Cette reliure est caractéristique de l'École de Nancy dans sa mise en valeur de techniques artisanales, ici le travail du cuir mosaïqué et pyrogravé, dans ses références japonaises et dans son esthétique art nouveau. En s'inspirant des estampes japonaises pour créer une œuvre colorée où s'épanouissent les iris et ou s'envolent des grues, devant un soleil rougeoyant, les relieurs lient contenu et contenant, reliure et et texte.

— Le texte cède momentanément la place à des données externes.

//! Session runner: the single task that owns a [`Conversation`].
//!
//! User commands, live-stream signals and finished network calls all arrive
//! on channels and are applied one at a time, so store and gate state never
//! need a lock.

use std::sync::Arc;
use std::time::Duration;

use tokio::sync::{mpsc, oneshot};
use tokio::task::JoinHandle;
use tracing::{debug, info, Level};
use valezap_observability::{emit_event, ObservabilityEvent, ProcessKind};
use valezap_types::{ConversationKey, Message};

use crate::config::ClientConfig;
use crate::conversation::{Conversation, ConversationSnapshot};
use crate::error::SyncError;
use crate::sink::PresentationSink;
use crate::store::PendingHandle;
use crate::stream::{LiveSubscription, StreamSignal};
use crate::transport::{ChatTransport, SendOutcome};

const COMMAND_BUFFER: usize = 32;
const SIGNAL_BUFFER: usize = 64;

#[derive(Debug)]
pub enum SessionCommand {
    /// Reply is `true` when the text was accepted and a send started.
    Submit {
        text: String,
        reply: oneshot::Sender<bool>,
    },
    Snapshot(oneshot::Sender<ConversationSnapshot>),
    Shutdown,
}

#[derive(Debug, Clone, Copy)]
pub struct SessionOptions {
    pub reconnect_delay: Duration,
    pub resync_on_reconnect: bool,
    pub process: ProcessKind,
}

impl SessionOptions {
    pub fn from_config(config: &ClientConfig, process: ProcessKind) -> Self {
        Self {
            reconnect_delay: config.reconnect_delay,
            resync_on_reconnect: config.resync_on_reconnect,
            process,
        }
    }
}

/// Cloneable front door to a running session.
#[derive(Debug, Clone)]
pub struct SessionHandle {
    commands: mpsc::Sender<SessionCommand>,
}

impl SessionHandle {
    pub fn new(commands: mpsc::Sender<SessionCommand>) -> Self {
        Self { commands }
    }

    /// `false` if the gate rejected the text or the session is gone.
    pub async fn submit(&self, text: impl Into<String>) -> bool {
        let (reply, rx) = oneshot::channel();
        let cmd = SessionCommand::Submit {
            text: text.into(),
            reply,
        };
        if self.commands.send(cmd).await.is_err() {
            return false;
        }
        rx.await.unwrap_or(false)
    }

    pub async fn snapshot(&self) -> Option<ConversationSnapshot> {
        let (tx, rx) = oneshot::channel();
        self.commands.send(SessionCommand::Snapshot(tx)).await.ok()?;
        rx.await.ok()
    }

    pub async fn shutdown(&self) {
        let _ = self.commands.send(SessionCommand::Shutdown).await;
    }
}

enum Settled {
    Send {
        pending: PendingHandle,
        result: Result<SendOutcome, SyncError>,
    },
    Resync(Result<Vec<Message>, SyncError>),
}

pub struct SessionRunner<S: PresentationSink> {
    conversation: Conversation<S>,
    transport: Arc<dyn ChatTransport>,
    options: SessionOptions,
    settled_tx: mpsc::UnboundedSender<Settled>,
    settled_rx: mpsc::UnboundedReceiver<Settled>,
}

impl<S: PresentationSink + 'static> SessionRunner<S> {
    pub fn new(
        transport: Arc<dyn ChatTransport>,
        conversation: Conversation<S>,
        options: SessionOptions,
    ) -> Self {
        let (settled_tx, settled_rx) = mpsc::unbounded_channel();
        Self {
            conversation,
            transport,
            options,
            settled_tx,
            settled_rx,
        }
    }

    /// Load history, open the live stream, then serve until `Shutdown` or
    /// until every command sender is dropped. Returns the final state.
    pub async fn run(mut self, mut commands: mpsc::Receiver<SessionCommand>) -> Conversation<S> {
        let history = self.transport.fetch_history(self.conversation.key()).await;
        self.apply_history(history, false);

        let (signal_tx, mut signals) = mpsc::channel(SIGNAL_BUFFER);
        let subscription = LiveSubscription::spawn(
            self.transport.clone(),
            self.conversation.key().clone(),
            self.options.reconnect_delay,
            signal_tx,
        );

        loop {
            tokio::select! {
                cmd = commands.recv() => match cmd {
                    Some(SessionCommand::Submit { text, reply }) => {
                        let accepted = self.submit(&text);
                        let _ = reply.send(accepted);
                    }
                    Some(SessionCommand::Snapshot(tx)) => {
                        let _ = tx.send(self.conversation.snapshot());
                    }
                    Some(SessionCommand::Shutdown) | None => break,
                },
                Some(signal) = signals.recv() => self.on_stream_signal(signal),
                Some(settled) = self.settled_rx.recv() => self.on_settled(settled),
            }
        }

        subscription.close().await;
        debug!("session {} stopped", self.conversation.key());
        self.conversation
    }

    fn submit(&mut self, text: &str) -> bool {
        let Some(outbound) = self.conversation.try_send(text) else {
            return false;
        };
        let transport = self.transport.clone();
        let key = self.conversation.key().clone();
        let settled_tx = self.settled_tx.clone();
        tokio::spawn(async move {
            let result = transport.send(&key, &outbound.text).await;
            let _ = settled_tx.send(Settled::Send {
                pending: outbound.pending,
                result,
            });
        });
        true
    }

    fn on_stream_signal(&mut self, signal: StreamSignal) {
        match signal {
            StreamSignal::Opened => {
                let reconnect = self.conversation.stream_opened();
                self.emit(Level::INFO, "stream.opened", None, None, None);
                if reconnect && self.options.resync_on_reconnect {
                    self.spawn_resync();
                }
            }
            StreamSignal::Message(message) => {
                let id = message.id.clone();
                let action = self.conversation.ingest(message);
                debug!(
                    "stream message {} -> {action:?}",
                    id.as_deref().unwrap_or("-")
                );
            }
            StreamSignal::Lost(reason) => {
                self.conversation.stream_lost();
                self.emit(
                    Level::WARN,
                    "stream.lost",
                    None,
                    Some("STREAM_FAILURE"),
                    Some(&reason),
                );
            }
        }
    }

    fn spawn_resync(&self) {
        let transport = self.transport.clone();
        let key = self.conversation.key().clone();
        let settled_tx = self.settled_tx.clone();
        tokio::spawn(async move {
            let result = transport.fetch_history(&key).await;
            let _ = settled_tx.send(Settled::Resync(result));
        });
    }

    fn on_settled(&mut self, settled: Settled) {
        match settled {
            Settled::Send {
                pending,
                result: Ok(outcome),
            } => {
                let record_id = outcome.record.as_ref().and_then(|m| m.id.clone());
                self.conversation.on_send_succeeded(&pending, outcome);
                debug!(
                    "send {} confirmed as {}",
                    pending.temp_id(),
                    record_id.as_deref().unwrap_or("-")
                );
            }
            Settled::Send {
                pending,
                result: Err(e),
            } => {
                self.emit(
                    Level::WARN,
                    "send.failed",
                    Some(pending.temp_id()),
                    Some(e.code()),
                    Some(&e.to_string()),
                );
                if self.conversation.on_send_failed(&pending, &e) {
                    self.emit(
                        Level::INFO,
                        "send.rolled_back",
                        Some(pending.temp_id()),
                        None,
                        None,
                    );
                }
            }
            Settled::Resync(result) => self.apply_history(result, true),
        }
    }

    fn apply_history(&mut self, result: Result<Vec<Message>, SyncError>, resync: bool) {
        match result {
            Ok(messages) => {
                let fetched = messages.len();
                let added = self.conversation.load_history(messages);
                info!("history: {added} new of {fetched} fetched (resync={resync})");
                let detail = format!("fetched={fetched} rendered={added} resync={resync}");
                self.emit(Level::INFO, "history.loaded", None, None, Some(&detail));
            }
            Err(e) => {
                self.emit(
                    Level::WARN,
                    "history.failed",
                    None,
                    Some(e.code()),
                    Some(&e.to_string()),
                );
            }
        }
    }

    fn emit(
        &self,
        level: Level,
        event: &str,
        message_id: Option<&str>,
        error_code: Option<&str>,
        detail: Option<&str>,
    ) {
        let status = self.conversation.status().label();
        emit_event(
            level,
            self.options.process,
            session_event(
                self.conversation.key(),
                status,
                event,
                message_id,
                error_code,
                detail,
            ),
        );
    }
}

fn session_event<'a>(
    key: &'a ConversationKey,
    status: &'a str,
    event: &'a str,
    message_id: Option<&'a str>,
    error_code: Option<&'a str>,
    detail: Option<&'a str>,
) -> ObservabilityEvent<'a> {
    ObservabilityEvent {
        event,
        component: "session",
        session_id: Some(&key.session_id),
        player_id: Some(&key.player_id),
        message_id,
        status: Some(status),
        error_code,
        detail,
    }
}

/// Spawn a runner on the current runtime.
pub fn spawn_session<S>(
    transport: Arc<dyn ChatTransport>,
    conversation: Conversation<S>,
    options: SessionOptions,
) -> (SessionHandle, JoinHandle<Conversation<S>>)
where
    S: PresentationSink + 'static,
{
    let (tx, rx) = mpsc::channel(COMMAND_BUFFER);
    let runner = SessionRunner::new(transport, conversation, options);
    let task = tokio::spawn(runner.run(rx));
    (SessionHandle::new(tx), task)
}

/// Fetch history once into `conversation` without opening the live stream.
pub async fn load_history_once<S: PresentationSink>(
    transport: &dyn ChatTransport,
    conversation: &mut Conversation<S>,
) -> Result<usize, SyncError> {
    let messages = transport.fetch_history(conversation.key()).await?;
    let added = conversation.load_history(messages);
    Ok(added)
}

Mise en œuvre : De nombreux manuels scolaires en fin de vie peuvent être recyclés pour servir de support à cette recherche esthétique autour du matériau, qui viendra exprimer, en dehors, ce que les écrits contiennent, en dedans.

Dans les disciplines littéraires ou dans les langues vivantes, des incitations semblables sont parfois utilisées pour lier image et textes, en demandant par exemple de réaliser la première et la quatrième de couverture d’un ouvrage. Cette piste d'activité est donc propre à un travail pluridisciplinaire mêlant arts et langues, lettres ou sciences. Le travail en arts plastiques utilisera, en complément de celui réalisé dans une autre matière, un vocabulaire qui est propre au sensible et au tactile.